Where We Meet is a meditation on the intersection of geographies. Tajh Rust’s new solo exhibition was inspired by recent travels, which have taken him across the United States, the island of Cuba, and the coastal city of Dakar. The vast physical distances between these places are dissolved within this new body of paintings.

Water is the binding force that marries everything organic on our planet, and symbolically asserts as a significant, personal presence for Rust. Water can exist in three states, transcending the typical parameters ascribed to substances in the observable, material world—here it serves as the connective tissue between geographical locations and a metaphor for the notion of fluidity.

Rust’s compositions break down the traditional barriers between interiors and exteriors, conveying the threshold of liminal space. The works weave in and out of figuration and abstraction to emanate psychological space. Elements are pulled from the everyday world to flip our expectations, engaging a state between realism and surrealism.

In a brand new format for Rust, Where We Meet presents three paintings with reflective mirrored surfaces, which were born of recent experiments with mirroring.
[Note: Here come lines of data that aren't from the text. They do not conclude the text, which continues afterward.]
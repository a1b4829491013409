//! Random expense groups for benchmarks and exploratory testing.
//!
//! Amounts are whole cents; split sets are random non-empty subsets of the
//! group, so uneven shares (thirds, sevenths) show up often.

use crate::core::group::{Group, GroupError, NewExpense};
use crate::core::participant::ParticipantId;
use rand::seq::index::sample;
use rand::Rng;
use rust_decimal::prelude::ToPrimitive;
use rust_decimal::Decimal;
use rust_decimal_macros::dec;

/// Configuration for generating a random group.
#[derive(Debug, Clone)]
pub struct GroupConfig {
    /// Number of participants.
    pub participant_count: usize,
    /// Number of expenses to record.
    pub expense_count: usize,
    /// Minimum expense amount.
    pub min_amount: Decimal,
    /// Maximum expense amount.
    pub max_amount: Decimal,
}

impl Default for GroupConfig {
    fn default() -> Self {
        Self {
            participant_count: 5,
            expense_count: 20,
            min_amount: dec!(1),
            max_amount: dec!(500),
        }
    }
}

const DESCRIPTIONS: &[&str] = &[
    "Groceries", "Dinner", "Taxi", "Hotel", "Fuel", "Tickets", "Coffee", "Snacks",
];

/// Generate a random group. Every expense passes the registry checks.
pub fn generate_random_group(config: &GroupConfig) -> Result<Group, GroupError> {
    let mut rng = rand::thread_rng();
    let mut group = Group::new();

    let participants: Vec<ParticipantId> = (0..config.participant_count.max(1))
        .map(|i| group.add_participant(&format!("P{:03}", i)))
        .collect::<Result<_, _>>()?;

    // Work in cents so every amount has at most two fractional digits.
    let min_cents = (config.min_amount * dec!(100)).ceil().max(Decimal::ONE);
    let max_cents = (config.max_amount * dec!(100)).floor().max(min_cents);
    let min_cents = min_cents.to_i64().unwrap_or(1);
    let max_cents = max_cents.to_i64().unwrap_or(min_cents).max(min_cents);

    for _ in 0..config.expense_count {
        let cents = rng.gen_range(min_cents..=max_cents);
        let amount = Decimal::new(cents, 2);

        let payer = participants[rng.gen_range(0..participants.len())].clone();
        let split_size = rng.gen_range(1..=participants.len());
        let split = sample(&mut rng, participants.len(), split_size)
            .into_iter()
            .map(|idx| participants[idx].clone());

        let description = DESCRIPTIONS[rng.gen_range(0..DESCRIPTIONS.len())];
        group.add_expense(NewExpense::new(description, amount, payer, split))?;
    }

    Ok(group)
}

#[cfg(test)]
mod tests {
    use super::*;

    #[test]
    fn test_random_group_generation() {
        let config = GroupConfig {
            participant_count: 4,
            expense_count: 12,
            ..Default::default()
        };

        let group = generate_random_group(&config).unwrap();
        assert_eq!(group.participants().len(), 4);
        assert_eq!(group.expenses().len(), 12);
        for expense in group.expenses() {
            assert!(expense.amount() >= config.min_amount);
            assert!(expense.amount() <= config.max_amount);
            assert!(expense.amount().scale() <= 2);
        }
    }

    #[test]
    fn test_random_group_settles() {
        let group = generate_random_group(&GroupConfig {
            participant_count: 8,
            expense_count: 40,
            ..Default::default()
        })
        .unwrap();

        let balances = group.balances();
        assert!(balances.total().abs() < dec!(0.000001));

        let nonzero = balances.iter().filter(|(_, b)| !b.is_zero()).count();
        let plan = group.settlements();
        assert!(plan.len() <= nonzero.saturating_sub(1));
    }
}
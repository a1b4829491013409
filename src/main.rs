//! expense-splitter CLI
//!
//! Compute balances and settlements for a shared expense group.
//!
//! # Usage
//!
//! ```bash
//! # Show each participant's balance
//! expense-splitter balances --input group.json
//!
//! # Suggest settlements
//! expense-splitter settle --input group.json
//!
//! # Output as JSON
//! expense-splitter settle --input group.json --format json
//!
//! # Generate a random group for testing
//! expense-splitter generate --participants 6 --expenses 25
//! ```
//!
//! Set `RUST_LOG=debug` to see what the engine is doing.

use expense_splitter::core::group::{Group, GroupError, GroupSnapshot};
use expense_splitter::optimization::simplification::{SettlementConfig, MAX_SCALE};
use expense_splitter::simulation::random_group::{generate_random_group, GroupConfig};
use log::debug;
use std::fs;
use std::process;
use thiserror::Error;

fn print_usage() {
    eprintln!(
        r#"expense-splitter: shared expense balances and settlements

USAGE:
    expense-splitter <COMMAND> [OPTIONS]

COMMANDS:
    balances    Show each participant's net balance
    settle      Suggest the payments that settle the group
    generate    Generate a random group (for testing)
    help        Show this message

OPTIONS (balances, settle):
    --input <FILE>      Path to JSON group file
    --format <FORMAT>   Output format: text (default) or json

OPTIONS (settle):
    --scale <N>         Fractional digits for rounded amounts (default: 2)

OPTIONS (generate):
    --participants <N>  Number of participants (default: 5)
    --expenses <N>      Number of expenses (default: 20)
    --output <FILE>     Write to file instead of stdout

EXAMPLES:
    expense-splitter balances --input trip.json
    expense-splitter settle --input trip.json --format json
    expense-splitter generate --participants 4 --expenses 10 --output trip.json"#
    );
}

#[derive(Debug, Error)]
enum CliError {
    #[error("reading '{path}': {source}")]
    Read {
        path: String,
        #[source]
        source: std::io::Error,
    },
    #[error("writing '{path}': {source}")]
    Write {
        path: String,
        #[source]
        source: std::io::Error,
    },
    #[error("invalid JSON: {0}")]
    Json(#[from] serde_json::Error),
    #[error(transparent)]
    Group(#[from] GroupError),
    #[error("{0}")]
    Usage(String),
}

type Result<T> = std::result::Result<T, CliError>;

#[derive(Debug, Clone, Copy, PartialEq, Eq)]
enum Format {
    Text,
    Json,
}

/// Options shared by `balances` and `settle`.
struct ReportOptions {
    input: String,
    format: Format,
    config: SettlementConfig,
}

fn usage(message: impl Into<String>) -> CliError {
    CliError::Usage(message.into())
}

fn value_of(args: &[String], i: usize, flag: &str, expected: &str) -> Result<String> {
    args.get(i)
        .cloned()
        .ok_or_else(|| usage(format!("{} requires {}", flag, expected)))
}

fn parse_report_options(args: &[String], allow_scale: bool) -> Result<ReportOptions> {
    let mut input = None;
    let mut format = Format::Text;
    let mut config = SettlementConfig::default();
    let mut i = 0;
    while i < args.len() {
        match args[i].as_str() {
            "--input" => {
                i += 1;
                input = Some(value_of(args, i, "--input", "a file path")?);
            }
            "--format" => {
                i += 1;
                format = match value_of(args, i, "--format", "'text' or 'json'")?.as_str() {
                    "text" => Format::Text,
                    "json" => Format::Json,
                    other => return Err(usage(format!("unknown format '{}'", other))),
                };
            }
            "--scale" if allow_scale => {
                i += 1;
                let scale: u32 = value_of(args, i, "--scale", "a number")?
                    .parse()
                    .map_err(|_| usage("--scale requires a number"))?;
                if scale > MAX_SCALE {
                    return Err(usage(format!("--scale must be at most {}", MAX_SCALE)));
                }
                config = SettlementConfig::new(scale);
            }
            other => return Err(usage(format!("unknown option: {}", other))),
        }
        i += 1;
    }

    let input = input.ok_or_else(|| usage("--input <FILE> is required"))?;
    Ok(ReportOptions {
        input,
        format,
        config,
    })
}

fn load_group(path: &str) -> Result<Group> {
    let content = fs::read_to_string(path).map_err(|source| CliError::Read {
        path: path.to_string(),
        source,
    })?;
    let snapshot: GroupSnapshot = serde_json::from_str(&content)?;
    debug!(
        "loaded {} participants and {} expenses from {}",
        snapshot.participants.len(),
        snapshot.expenses.len(),
        path
    );
    Ok(Group::from_snapshot(snapshot)?)
}

fn cmd_balances(args: &[String]) -> Result<()> {
    let options = parse_report_options(args, false)?;
    let group = load_group(&options.input)?;
    let balances = group.balances();

    match options.format {
        Format::Json => println!("{}", serde_json::to_string_pretty(&balances)?),
        Format::Text => {
            for (participant, balance) in balances.iter() {
                println!(
                    "{:<20} {:>12}",
                    participant.as_str(),
                    options.config.round(balance).to_string()
                );
            }
        }
    }
    Ok(())
}

fn cmd_settle(args: &[String]) -> Result<()> {
    let options = parse_report_options(args, true)?;
    let group = load_group(&options.input)?;
    let summary = group.summary_with(&options.config);

    match options.format {
        Format::Json => println!("{}", serde_json::to_string_pretty(&summary)?),
        Format::Text => print!("{}", summary),
    }
    Ok(())
}

fn cmd_generate(args: &[String]) -> Result<()> {
    let mut config = GroupConfig::default();
    let mut output_path: Option<String> = None;
    let mut i = 0;
    while i < args.len() {
        match args[i].as_str() {
            "--participants" => {
                i += 1;
                config.participant_count = value_of(args, i, "--participants", "a number")?
                    .parse()
                    .map_err(|_| usage("--participants requires a number"))?;
            }
            "--expenses" => {
                i += 1;
                config.expense_count = value_of(args, i, "--expenses", "a number")?
                    .parse()
                    .map_err(|_| usage("--expenses requires a number"))?;
            }
            "--output" => {
                i += 1;
                output_path = Some(value_of(args, i, "--output", "a file path")?);
            }
            other => return Err(usage(format!("unknown option: {}", other))),
        }
        i += 1;
    }

    let group = generate_random_group(&config)?;
    let json = serde_json::to_string_pretty(&group.snapshot())?;

    if let Some(path) = output_path {
        fs::write(&path, &json).map_err(|source| CliError::Write {
            path: path.clone(),
            source,
        })?;
        eprintln!(
            "Generated {} expenses across {} participants → {}",
            group.expenses().len(),
            group.participants().len(),
            path
        );
    } else {
        println!("{}", json);
    }
    Ok(())
}

fn run(args: &[String]) -> Result<()> {
    let Some(command) = args.get(1) else {
        return Err(usage("missing command"));
    };
    let rest = &args[2..];

    match command.as_str() {
        "balances" => cmd_balances(rest),
        "settle" => cmd_settle(rest),
        "generate" => cmd_generate(rest),
        "help" | "--help" | "-h" => {
            print_usage();
            Ok(())
        }
        other => Err(usage(format!("unknown command: {}", other))),
    }
}

fn main() {
    env_logger::init();

    let args: Vec<String> = std::env::args().collect();
    if let Err(e) = run(&args) {
        eprintln!("Error: {}", e);
        if matches!(e, CliError::Usage(_)) {
            eprintln!();
            print_usage();
        }
        process::exit(1);
    }
}
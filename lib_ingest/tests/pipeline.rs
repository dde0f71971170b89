use std::collections::HashSet;
use std::sync::Arc;
use std::time::Duration;

use lib_ingest::connections::{recent_readings, CacheKey, MemoryCache, MemoryStore};
use lib_ingest::core::{IntakeQueue, RetryPolicy, WorkerPool, WorkerSettings};
use lib_ingest::{IngestError, RawMessage, Reading, SinkKind};

fn payload(device_id: i64, temperature: i64) -> String {
    format!(
        r#"{{"device_id":{},"temperature":{},"timestamp":"2024-01-01T00:00:00+00:00"}}"#,
        device_id, temperature
    )
}

fn message(device_id: i64, temperature: i64) -> RawMessage {
    RawMessage::new("sensors/temperature", payload(device_id, temperature))
}

fn settings(batch_size: usize) -> WorkerSettings {
    WorkerSettings {
        batch_size,
        flush_interval: None,
        retry: RetryPolicy::new(3, Duration::from_millis(1), Duration::from_millis(5)),
        cache_prefix: "Sensor".to_string(),
        cache_entries: 10,
    }
}

/// A pool whose workers each write to their own store; the store handles are
/// returned in worker order.
fn start_pool(
    workers: usize,
    capacity: usize,
    settings: WorkerSettings,
) -> (WorkerPool, Arc<IntakeQueue<RawMessage>>, MemoryCache, Vec<MemoryStore>) {
    let queue = Arc::new(IntakeQueue::new(capacity));
    let cache = MemoryCache::new();
    let stores: Vec<MemoryStore> = (0..workers).map(|_| MemoryStore::new()).collect();
    let handles = stores.clone();
    let pool = WorkerPool::start(workers, Arc::clone(&queue), cache.clone(), |i| handles[i].clone(), settings);
    (pool, queue, cache, stores)
}

#[tokio::test(flavor = "multi_thread", worker_threads = 4)]
async fn test_device_7_reading_is_cached_then_flushed() {
    let (pool, queue, cache, stores) = start_pool(1, 4, settings(2));

    queue.put(message(7, 33)).await.unwrap();
    pool.join().await;

    let key = CacheKey::for_device("Sensor", 7);
    let head: Reading = serde_json::from_str(&cache.list(&key)[0]).unwrap();
    assert_eq!(head.device_id, 7);
    assert_eq!(head.temperature, 33);
    assert!(stores[0].batches().is_empty(), "not durable before the batch fills");

    queue.put(message(7, 34)).await.unwrap();
    pool.join().await;

    let batches = stores[0].batches();
    assert_eq!(batches.len(), 1);
    assert_eq!(batches[0][0], head);

    let report = pool.drain(Duration::from_secs(5)).await;
    assert!(report.is_clean());
}

#[tokio::test(flavor = "multi_thread", worker_threads = 4)]
async fn test_join_waits_for_concurrent_producers() {
    let (pool, queue, _cache, _stores) = start_pool(3, 4, settings(7));

    let mut producers = Vec::new();
    for p in 0..4 {
        let queue = Arc::clone(&queue);
        producers.push(tokio::spawn(async move {
            for t in 0..50 {
                queue.put(message(p, t)).await.unwrap();
                assert!(queue.len() <= queue.capacity());
            }
        }));
    }
    for producer in producers {
        producer.await.unwrap();
    }

    pool.join().await;
    assert_eq!(queue.pending(), 0);
    let stats = pool.stats();
    assert_eq!(stats.messages, 200);
    assert_eq!(stats.readings, stats.persisted + stats.buffered);

    let report = pool.drain(Duration::from_secs(5)).await;
    assert_eq!(report.totals.persisted, 200);
    assert_eq!(report.totals.buffered, 0);
}

#[tokio::test(flavor = "multi_thread", worker_threads = 4)]
async fn test_conservation_holds_while_running() {
    let (pool, queue, _cache, _stores) = start_pool(4, 8, settings(5));

    let producer = {
        let queue = Arc::clone(&queue);
        tokio::spawn(async move {
            for t in 0..300 {
                queue.put(message(t % 13, t)).await.unwrap();
            }
        })
    };

    while !producer.is_finished() {
        let stats = pool.stats();
        assert_eq!(stats.readings, stats.persisted + stats.buffered);
        tokio::task::yield_now().await;
    }
    producer.await.unwrap();
    pool.join().await;

    let stats = pool.stats();
    assert_eq!(stats.readings, 300);
    assert_eq!(stats.readings, stats.persisted + stats.buffered);
    pool.drain(Duration::from_secs(5)).await;
}

#[tokio::test(flavor = "multi_thread", worker_threads = 4)]
async fn test_workers_keep_separate_batches() {
    let batch_size = 4;
    let (pool, queue, _cache, stores) = start_pool(3, 6, settings(batch_size));

    for t in 0..61 {
        queue.put(message(t, t)).await.unwrap();
    }
    pool.join().await;
    let report = pool.drain(Duration::from_secs(5)).await;
    assert!(report.is_clean());

    let mut seen = HashSet::new();
    for store in &stores {
        let batches = store.batches();
        // Only the shutdown flush may be short.
        if let Some((_last, full)) = batches.split_last() {
            assert!(full.iter().all(|b| b.len() == batch_size));
        }
        for reading in batches.iter().flatten() {
            assert!(seen.insert(reading.temperature), "reading stored twice");
        }
    }
    assert_eq!(seen.len(), 61);
}

#[tokio::test(flavor = "multi_thread", worker_threads = 4)]
async fn test_cache_keeps_newest_ten_per_device() {
    let (pool, queue, cache, _stores) = start_pool(1, 4, settings(100));

    for t in 0..25 {
        queue.put(message(3, t)).await.unwrap();
    }
    pool.join().await;

    let list = cache.list(&CacheKey::for_device("Sensor", 3));
    assert_eq!(list.len(), 10);
    let newest: Reading = serde_json::from_str(&list[0]).unwrap();
    assert_eq!(newest.temperature, 24);

    let recent = recent_readings(&cache, "Sensor", 3, 10).await.unwrap();
    assert_eq!(recent.len(), 10);
    assert_eq!(recent[0].temperature, 24);

    let report = pool.drain(Duration::from_secs(5)).await;
    assert_eq!(report.totals.persisted, 25);
}

#[tokio::test(flavor = "multi_thread", worker_threads = 4)]
async fn test_malformed_messages_are_skipped() {
    let (pool, queue, _cache, stores) = start_pool(2, 4, settings(100));

    queue.put(RawMessage::new("sensors/temperature", "not json")).await.unwrap();
    queue.put(RawMessage::new("sensors/temperature", r#"{"device_id":1}"#)).await.unwrap();
    queue.put(message(1, 20)).await.unwrap();
    pool.join().await;

    let report = pool.drain(Duration::from_secs(5)).await;
    assert!(report.is_clean());
    assert_eq!(report.totals.malformed, 2);
    assert_eq!(report.totals.readings, 1);
    let stored: usize = stores.iter().map(|s| s.readings().len()).sum();
    assert_eq!(stored, 1);
}

#[tokio::test(flavor = "multi_thread", worker_threads = 4)]
async fn test_drain_flushes_partial_batches() {
    let (pool, queue, _cache, stores) = start_pool(2, 16, settings(100));

    for t in 0..7 {
        queue.put(message(1, t)).await.unwrap();
    }
    let report = pool.drain(Duration::from_secs(5)).await;

    assert!(report.is_clean());
    assert_eq!(report.totals.messages, 7);
    let stored: usize = stores.iter().map(|s| s.readings().len()).sum();
    assert_eq!(stored, 7);
}

#[tokio::test(flavor = "multi_thread", worker_threads = 4)]
async fn test_cancel_flushes_what_was_buffered() {
    let (pool, queue, _cache, stores) = start_pool(1, 16, settings(100));

    for t in 0..5 {
        queue.put(message(1, t)).await.unwrap();
    }
    pool.join().await;
    let report = pool.cancel().await;

    assert!(report.is_clean());
    assert_eq!(stores[0].batches().len(), 1);
    assert_eq!(stores[0].readings().len(), 5);
}

#[tokio::test(flavor = "multi_thread", worker_threads = 4)]
async fn test_flush_interval_flushes_partial_batch() {
    let mut settings = settings(100);
    settings.flush_interval = Some(Duration::from_millis(20));
    let (pool, queue, _cache, stores) = start_pool(1, 4, settings);

    queue.put(message(5, 1)).await.unwrap();
    pool.join().await;

    let deadline = tokio::time::Instant::now() + Duration::from_secs(5);
    while stores[0].batches().is_empty() {
        assert!(tokio::time::Instant::now() < deadline, "interval flush never happened");
        tokio::time::sleep(Duration::from_millis(10)).await;
    }
    assert_eq!(stores[0].readings().len(), 1);
    pool.drain(Duration::from_secs(5)).await;
}

#[tokio::test(flavor = "multi_thread", worker_threads = 4)]
async fn test_transient_store_failure_recovers() {
    let (pool, queue, _cache, stores) = start_pool(1, 4, settings(2));
    stores[0].fail_next(2);

    queue.put(message(1, 1)).await.unwrap();
    queue.put(message(1, 2)).await.unwrap();
    pool.join().await;

    assert_eq!(stores[0].batches().len(), 1);
    assert!(!pool.is_failed());
    let report = pool.drain(Duration::from_secs(5)).await;
    assert!(report.is_clean());
    assert_eq!(report.totals.retries, 2);
}

#[tokio::test(flavor = "multi_thread", worker_threads = 4)]
async fn test_exhausted_store_fails_the_pool() {
    let (pool, queue, _cache, stores) = start_pool(1, 4, settings(2));
    stores[0].fail_next(u32::MAX);

    queue.put(message(1, 1)).await.unwrap();
    queue.put(message(1, 2)).await.unwrap();

    tokio::time::timeout(Duration::from_secs(5), pool.failed()).await.unwrap();
    let report = pool.cancel().await;

    assert!(!report.is_clean());
    assert_eq!(report.unflushed_count(), 2);
    let errors: Vec<&IngestError> = report.errors().collect();
    assert_eq!(errors.len(), 1);
    assert!(matches!(
        errors[0],
        IngestError::SinkUnavailable { sink: SinkKind::Durable, attempts: 3, .. }
    ));
    assert_eq!(report.totals.readings, report.totals.persisted + report.totals.buffered);
}

#[tokio::test(flavor = "multi_thread", worker_threads = 4)]
async fn test_drain_timeout_reports_queued_messages() {
    let mut settings = settings(1);
    settings.retry = RetryPolicy::new(3, Duration::from_millis(200), Duration::from_millis(200));
    let (pool, queue, _cache, stores) = start_pool(1, 16, settings);
    stores[0].fail_next(2);

    for t in 0..10 {
        queue.put(message(1, t)).await.unwrap();
    }
    let report = pool.drain(Duration::from_millis(50)).await;

    assert!(report.abandoned > 0);
    assert_eq!(report.abandoned as u64 + report.totals.messages, 10);
    assert_eq!(queue.len(), report.abandoned);
    assert!(!report.is_clean());
}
Suspended from the ceiling and situated within door and window frames, areas of the glass surfaces are left untouched allowing for the viewer to simultaneously experience each painting, see their own reflection, and through to the other side simultaneously.

In a conversation with Greg Tate at the Hammer, Arthur Jafa spoke of the seemingly disparate images he juxtaposed in his books and how people often question how these images relate to one another. Jafa concluded, “Where they meet is in you." Where We Meet utilizes reflection and fractals of reality to implicate the viewer in a way that pulls them into the compositions and empathize with their subjects.